Time investment & optics (for whomsoever it may concern)

446 pages, paperback, 2022 edition. Generous font size, margins and line spacing. I liked the paper used for printing.


Quick vocab booster (by no means comprehensive or exhaustive, simply adjusted for context)

  • Damson: a small fruit (purple-black coloured), similar to a plum

  • Fiddle: a violin

  • Parquet: (flooring) wooden blocks arranged in a geometric pattern

  • Newel: the central/ supporting pillar of a winding staircase

  • Proscriptive: forbidding or restricting something

  • Supercilious: appearing or acting as though [the person is] superior to others (snooty, perhaps?)

  • Prognosis: opinion or forecast of the likely trajectory or outcome of a particular situation or condition

  • Chamois: a type of soft, pliable leather

  • Prescience: knowing something beforehand

  • Leitmotif: a recurrent theme

  • Itinerant: a person who travels from place to place

  • Ursine: relating to/ resembling bears

  • Promontory: land that juts out into the sea or a large lake

  • Pinion: restrain or immobilize by holding down arms/ legs

  • Warren: densely populated building or district

  • Unctuous: excessively flattering, in an oily manner

  • Despot: a person who holds absolute power [and exercises that power in a bad way]

  • Untenable: when you can't defend your view or stance against objection, the view is called untenable

  • Transmogrified: transform in a surprising or magical manner

  • Busking: performing music or other entertainment in a public place for money, to collect donations

Possible recipes (for those with the stomach to explore)

  • Tomato relish

  • Cheese scones

  • Buttered potatoes

  • Quinoa & avocado salad

  • Chocolate brioche fingers

  • Panzanella

A few remotely memorable lines from the book (in order of appearance)

"It was far from normal, but it felt normal because it was all I'd known."
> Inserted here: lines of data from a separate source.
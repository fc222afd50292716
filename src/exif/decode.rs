use crate::error::{Result, StripError};

use super::ifd::{ByteOrder, ExifDocument, Ifd, IfdEntry, ValueType};
use super::tag;

pub const TIFF_MAGIC: u16 = 42;
pub const TIFF_HEADER_LEN: usize = 8;
const IFD_ENTRY_LEN: usize = 12;

/// A directory as read from disk, with its raw sub-directory pointers.
struct RawIfd {
    ifd: Ifd,
    next: u32,
    pointers: Vec<(u16, u32)>,
}

impl RawIfd {
    fn pointer(&self, tag: u16) -> Option<u32> {
        self.pointers
            .iter()
            .find(|(t, _)| *t == tag)
            .map(|(_, offset)| *offset)
    }
}

struct Reader<'a> {
    data: &'a [u8],
    order: ByteOrder,
    visited: Vec<usize>,
}

fn malformed(msg: impl Into<String>) -> StripError {
    StripError::MalformedIfd(msg.into())
}

impl<'a> Reader<'a> {
    fn bytes(&self, offset: usize, len: usize, what: &str) -> Result<&'a [u8]> {
        offset
            .checked_add(len)
            .filter(|end| *end <= self.data.len())
            .map(|end| &self.data[offset..end])
            .ok_or_else(|| {
                malformed(format!(
                    "{what}: {len} bytes at offset {offset} run past the {}-byte payload",
                    self.data.len()
                ))
            })
    }

    fn read_ifd(&mut self, offset: u32, name: &str) -> Result<RawIfd> {
        let offset = offset as usize;
        if offset < TIFF_HEADER_LEN {
            return Err(malformed(format!(
                "{name} offset {offset} points into the TIFF header"
            )));
        }
        if self.visited.contains(&offset) {
            return Err(malformed(format!(
                "{name} at offset {offset} is referenced more than once"
            )));
        }
        self.visited.push(offset);

        let count = self.order.read_u16(self.bytes(offset, 2, name)?, 0) as usize;
        let table = self.bytes(offset + 2, count * IFD_ENTRY_LEN + 4, name)?;
        log::debug!("{name} at offset {offset}: {count} entries");

        let mut ifd = Ifd::new();
        let mut pointers = Vec::new();
        for record in table[..count * IFD_ENTRY_LEN].chunks_exact(IFD_ENTRY_LEN) {
            let tag = self.order.read_u16(record, 0);
            let code = self.order.read_u16(record, 2);
            let count = self.order.read_u32(record, 4);
            let value_type = ValueType::from_code(code).ok_or_else(|| {
                malformed(format!("{name}: tag 0x{tag:04x} has unknown type {code}"))
            })?;

            if tag::is_pointer(tag) {
                if count != 1 || !matches!(value_type, ValueType::Long | ValueType::Ifd) {
                    return Err(malformed(format!(
                        "{name}: pointer tag 0x{tag:04x} is not a single LONG"
                    )));
                }
                pointers.push((tag, self.order.read_u32(record, 8)));
                ifd.push(IfdEntry::new(tag, value_type, 1, vec![0; 4]))?;
                continue;
            }

            let size = (count as usize)
                .checked_mul(value_type.size())
                .ok_or_else(|| malformed(format!("{name}: tag 0x{tag:04x} count overflows")))?;
            let data = if size <= 4 {
                record[8..8 + size].to_vec()
            } else {
                let at = self.order.read_u32(record, 8) as usize;
                self.bytes(at, size, &format!("{name} tag 0x{tag:04x}"))?
                    .to_vec()
            };
            ifd.push(IfdEntry::new(tag, value_type, count, data))?;
        }

        let next = self.order.read_u32(table, count * IFD_ENTRY_LEN);
        Ok(RawIfd {
            ifd,
            next,
            pointers,
        })
    }

    /// Decode the sub-directory `parent` points to with `tag`, if any.
    fn follow(&mut self, parent: &RawIfd, tag: u16, name: &str) -> Result<Option<RawIfd>> {
        let Some(offset) = parent.pointer(tag) else {
            return Ok(None);
        };
        let sub = self.read_ifd(offset, name)?;
        if sub.next != 0 {
            log::debug!("{name} has a next-IFD offset {}, ignoring it", sub.next);
        }
        Ok(Some(sub))
    }

    /// Lift the JPEG thumbnail IFD1 points at out of the block.
    fn take_thumbnail(&self, ifd1: &mut Ifd) -> Result<Option<Vec<u8>>> {
        let Some(offset_entry) = ifd1.get(tag::JPEG_THUMBNAIL_OFFSET) else {
            return Ok(None);
        };
        let offset = self.single_u32(offset_entry)?;
        let length = ifd1
            .get(tag::JPEG_THUMBNAIL_LENGTH)
            .ok_or_else(|| malformed("IFD1 has a thumbnail offset but no thumbnail length"))
            .and_then(|e| self.single_u32(e))?;

        let thumbnail = self
            .bytes(offset as usize, length as usize, "IFD1 thumbnail")?
            .to_vec();
        if let Some(entry) = ifd1.get_mut(tag::JPEG_THUMBNAIL_OFFSET) {
            entry.data = vec![0; entry.data.len()];
        }
        Ok(Some(thumbnail))
    }

    fn single_u32(&self, entry: &IfdEntry) -> Result<u32> {
        match (entry.value_type, entry.count) {
            (ValueType::Short, 1) => Ok(self.order.read_u16(&entry.data, 0) as u32),
            (ValueType::Long, 1) => Ok(self.order.read_u32(&entry.data, 0)),
            _ => Err(malformed(format!(
                "tag 0x{:04x} should hold a single SHORT or LONG",
                entry.tag
            ))),
        }
    }
}

/// Parse the TIFF block of an Exif segment (the bytes after `Exif\0\0`).
///
/// Follows the Exif, GPS and Interop pointers of IFD0 (Interop is also
/// looked up in the Exif sub-IFD, where cameras put it) and the IFD0 → IFD1
/// link. Any offset outside `tiff` is a [`StripError::MalformedIfd`].
pub fn decode(tiff: &[u8]) -> Result<ExifDocument> {
    if tiff.len() < TIFF_HEADER_LEN {
        return Err(malformed(format!(
            "TIFF header needs {TIFF_HEADER_LEN} bytes, payload has {}",
            tiff.len()
        )));
    }

    let order = ByteOrder::from_marker(&tiff[0..2]).ok_or_else(|| {
        StripError::UnsupportedVariant(format!("invalid TIFF byte order {:02x?}", &tiff[0..2]))
    })?;
    let magic = order.read_u16(tiff, 2);
    if magic != TIFF_MAGIC {
        return Err(StripError::UnsupportedVariant(format!(
            "TIFF version {magic}, expected {TIFF_MAGIC}"
        )));
    }

    let mut reader = Reader {
        data: tiff,
        order,
        visited: Vec::new(),
    };

    let ifd0 = reader.read_ifd(order.read_u32(tiff, 4), "IFD0")?;
    let exif = reader.follow(&ifd0, tag::EXIF_IFD_POINTER, "Exif IFD")?;
    let gps = reader.follow(&ifd0, tag::GPS_INFO_IFD_POINTER, "GPS IFD")?;
    let interop = match reader.follow(&ifd0, tag::INTEROPERABILITY_IFD_POINTER, "Interop IFD")? {
        Some(interop) => Some(interop),
        None => match &exif {
            Some(exif) => {
                reader.follow(exif, tag::INTEROPERABILITY_IFD_POINTER, "Interop IFD")?
            }
            None => None,
        },
    };

    let mut doc = ExifDocument::new(order);
    if ifd0.next != 0 {
        let ifd1 = reader.read_ifd(ifd0.next, "IFD1")?;
        if ifd1.next != 0 {
            log::debug!("IFD1 links to a further directory at {}, ignoring it", ifd1.next);
        }
        let mut ifd1 = ifd1.ifd;
        doc.thumbnail = reader.take_thumbnail(&mut ifd1)?;
        doc.ifd1 = Some(ifd1);
    }

    doc.ifd0 = ifd0.ifd;
    doc.exif = exif.map(|raw| raw.ifd);
    doc.gps = gps.map(|raw| raw.ifd);
    doc.interop = interop.map(|raw| raw.ifd);
    Ok(doc)
}
use crate::error::Result;

use super::decode::decode;
use super::encode::encode;
use super::ifd::ExifDocument;
use super::jpeg;
use super::tag;

/// Remove the GPS sub-directory and its pointer from IFD0.
///
/// Returns the document and whether anything was removed. Other directories
/// are left alone. Applying it to its own output removes nothing.
pub fn strip_gps(mut doc: ExifDocument) -> (ExifDocument, bool) {
    let pointer = doc.ifd0.remove(tag::GPS_INFO_IFD_POINTER);
    let gps = doc.gps.take();

    match (&pointer, &gps) {
        (None, None) => log::debug!("no GPS data present"),
        (_, Some(gps)) => log::debug!("removed GPS IFD with {} entries", gps.len()),
        (Some(_), None) => log::debug!("removed GPS pointer without a GPS IFD"),
    }

    let removed = pointer.is_some() || gps.is_some();
    (doc, removed)
}

/// A JPEG file with its GPS data removed.
#[derive(Debug, Clone)]
pub struct StripOutcome {
    pub bytes: Vec<u8>,
    pub had_gps: bool,
}

/// The Exif TIFF block of a JPEG with GPS data removed, ready to be put
/// into another file.
#[derive(Debug, Clone)]
pub struct StrippedExif {
    pub tiff: Vec<u8>,
    pub had_gps: bool,
}

/// Run the whole pipeline over an in-memory JPEG.
///
/// When the file has no Exif segment, or its Exif carries no GPS data, the
/// input comes back untouched with `had_gps == false`. Otherwise only the
/// Exif segment is rewritten; every other byte is copied as is.
pub fn strip_gps_from_bytes(file: &[u8]) -> Result<StripOutcome> {
    let layout = jpeg::scan(file)?;
    let Some(segment) = layout.exif_segment() else {
        log::debug!("no Exif segment");
        return Ok(StripOutcome {
            bytes: file.to_vec(),
            had_gps: false,
        });
    };

    let (doc, had_gps) = strip_gps(decode(jpeg::exif_tiff(file, segment))?);
    if !had_gps {
        return Ok(StripOutcome {
            bytes: file.to_vec(),
            had_gps,
        });
    }

    let tiff = encode(&doc)?;
    let bytes = jpeg::splice_exif(file, &layout, &tiff)?;
    Ok(StripOutcome { bytes, had_gps })
}

/// Decode, strip and re-encode the Exif block of a JPEG without rebuilding
/// the file. `None` when the file has no Exif segment.
pub fn extract_stripped_exif(file: &[u8]) -> Result<Option<StrippedExif>> {
    let layout = jpeg::scan(file)?;
    let Some(segment) = layout.exif_segment() else {
        return Ok(None);
    };

    let (doc, had_gps) = strip_gps(decode(jpeg::exif_tiff(file, segment))?);
    let tiff = encode(&doc)?;
    Ok(Some(StrippedExif { tiff, had_gps }))
}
"He knows there's more to life than five major events. That life is made of all the moments in between."


"I was one of those children, my emotions made themselves felt in my gut."


"A small act of rebellion that would have made me feel better in the short term but way, way worse in the long."


"But there is silence, an immediate, deliberate silence."


"I'm not sure, anymore, I'm not sure about anything. But I'd happily try it. Try anything really, just to get myself back to myself."


"But this had raised more questions than it had answered."


"This was the point where the plan usually fell apart. The moment it became clear that it was in fact a stupid plan."


"And by the way - I've read every single Agatha Christie novel ever published. Twice. So I might even be quite useful."


"I couldn't tell if he meant that he knew what was going on and was in control of it, or that he knew what was going on but could do nothing to stop it."


"All men are weak. That's the whole bloody trouble with this world. Too weak to love properly. Too weak to be wrong."


"But in this realm, everything feels warped and vaguely threatening."


"I should have stopped there are then, I really should [have]. I should have taken a deep breath and evaluated the situation and made a different decision."


"She'd buy a lined notepad and a pen and she'd sit somewhere, anywhere, and she'd write it and she'd write it and she'd write it, streams of consciousness."


"Kitchens are important. Kitchens make people happy. People need kitchens."


"It was a fork in the road, really... looking back on it there were so many other ways to have got through the trauma of it all, but with all the people I loved most in the world facing away from me, I chose the worst possible option."


Real Thoughts

This book is a classic example of don't judge a book by it's cover.

The synopsis aka the blurb made me expect a wonderful murder mystery.


But this was not a wonderful murder mystery. It was agony to get through this book. I was plagued by sheer irritation and repeatedly hit by disappointment as I turned page after page in search of one redeeming paragraph.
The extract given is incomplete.